Em meio à polêmica surgida em diversos países pela fabricação irregular de próteses mamárias da companhia francesa PIP, está tramitando na Câmara dos Deputados um projeto de lei que traz nova regulamentação para o uso de silicone médico.

De autoria do deputado Miro Teixeira (PDT-RJ), o PL 3209/12 determina que o médico seja obrigado a comprovar que seu paciente tem pleno conhecimento de todos os riscos eventuais da implantação de próteses de silicone no organismo humano. Assim, seu uso passa a ser permitido apenas mediante termo claro de responsabilidade do paciente ou de seu responsável.

O texto também estabelece a obrigação de prescrição médica para aquisição legal dos produtos, bem como maior destaque na embalagem para informações sobre os benefícios e malefícios decorrentes do seu uso e registro do item junto à Anvisa (Agência Nacional de Vigilância Sanitária).

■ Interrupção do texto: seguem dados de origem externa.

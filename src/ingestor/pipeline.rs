//! One scrape cycle: collect, classify, store, announce.
//!
//! Collection fully joins before anything is stored, and each stage runs to
//! completion before the next starts. The pipeline is not re-entrant; the
//! scheduler guarantees one cycle at a time.

use chrono::Utc;
use std::collections::HashSet;
use tracing::{debug, info};

use super::{IngestorService, ScrapeStateManager};
use crate::announcer::Announcer;
use crate::classifier::ZeroShotClassifier;
use crate::database::Database;
use crate::errors::AppResult;
use crate::models::{CycleSummary, Job, ProcessingTrigger};

pub struct JobPipeline {
    ingestor: IngestorService,
    classifier: Option<ZeroShotClassifier>,
    database: Database,
    announcer: Announcer,
    state_manager: ScrapeStateManager,
}

impl JobPipeline {
    pub fn new(
        ingestor: IngestorService,
        classifier: Option<ZeroShotClassifier>,
        database: Database,
        announcer: Announcer,
        state_manager: ScrapeStateManager,
    ) -> Self {
        Self {
            ingestor,
            classifier,
            database,
            announcer,
            state_manager,
        }
    }

    pub fn state_manager(&self) -> &ScrapeStateManager {
        &self.state_manager
    }

    /// Run one full cycle. Storage and chat-authentication failures abort
    /// the cycle and are returned; everything else degrades in place.
    pub async fn run_cycle(&self, trigger: ProcessingTrigger) -> AppResult<CycleSummary> {
        info!("Starting scrape cycle ({})", trigger);
        self.state_manager.start_cycle(trigger).await;

        match self.execute(trigger).await {
            Ok(summary) => {
                info!(
                    "Scrape cycle ({}) finished: found={} new={} classified={} stored={} announced={}",
                    trigger,
                    summary.found,
                    summary.new_candidates,
                    summary.classified,
                    summary.stored,
                    summary.announced
                );
                self.state_manager.complete_cycle(summary.clone()).await;
                Ok(summary)
            }
            Err(e) => {
                self.state_manager.fail_cycle(e.to_string()).await;
                Err(e)
            }
        }
    }

    async fn execute(&self, trigger: ProcessingTrigger) -> AppResult<CycleSummary> {
        let started_at = Utc::now();

        let candidates = self.ingestor.collect_jobs().await;
        let found = candidates.len();

        let mut new_jobs = self.filter_new(candidates).await?;
        let new_candidates = new_jobs.len();

        let classified = match &self.classifier {
            Some(classifier) if !new_jobs.is_empty() => classifier.classify_all(&mut new_jobs).await,
            _ => 0,
        };

        let stored = self.database.store_jobs(&new_jobs).await?;

        let checked_at = Utc::now();
        self.database.record_last_checked(checked_at).await?;
        self.state_manager.mark_checked(checked_at).await;

        let announced = self.announcer.announce_pending(&self.database).await?;

        Ok(CycleSummary {
            trigger,
            found,
            new_candidates,
            classified,
            stored,
            announced,
            started_at,
            finished_at: Utc::now(),
        })
    }

    /// Drop unstorable candidates, duplicates within this scrape (first one
    /// wins) and jobs already stored, so only unseen jobs reach the
    /// classifier.
    async fn filter_new(&self, candidates: Vec<Job>) -> AppResult<Vec<Job>> {
        let mut seen = HashSet::new();
        let unique: Vec<Job> = candidates
            .into_iter()
            .filter(|job| job.is_storable() && seen.insert(job.unique_id()))
            .collect();

        let ids: Vec<String> = unique.iter().map(Job::unique_id).collect();
        let known = self.database.known_unique_ids(&ids).await?;
        debug!(
            "{} unique candidates, {} already stored",
            unique.len(),
            known.len()
        );

        Ok(unique
            .into_iter()
            .filter(|job| !known.contains(&job.unique_id()))
            .collect())
    }
}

O deputado observa que o aumento do número de vítimas de silicones de má qualidade, no Brasil e na Europa, ampliou a consciência sobre a necessidade de providências legais como as previstas no projeto. “Não é demais dar ênfase à importância da presença do médico desde o momento da aquisição da prótese até a aplicação, ficando as especificações técnicas e o registro dos produtos por conta da Anvisa”, argumenta.

Miro Teixeira conseguiu aprovar em 1997 um projeto semelhante, mas que não teve prosseguimento no Senado. “As novas revelações sobre problemas relacionados a próteses de silicone conduzem-me à necessidade de apresentação de novo projeto, tendo em vista a dificuldade regimental de atualização do texto que lá está”, explica.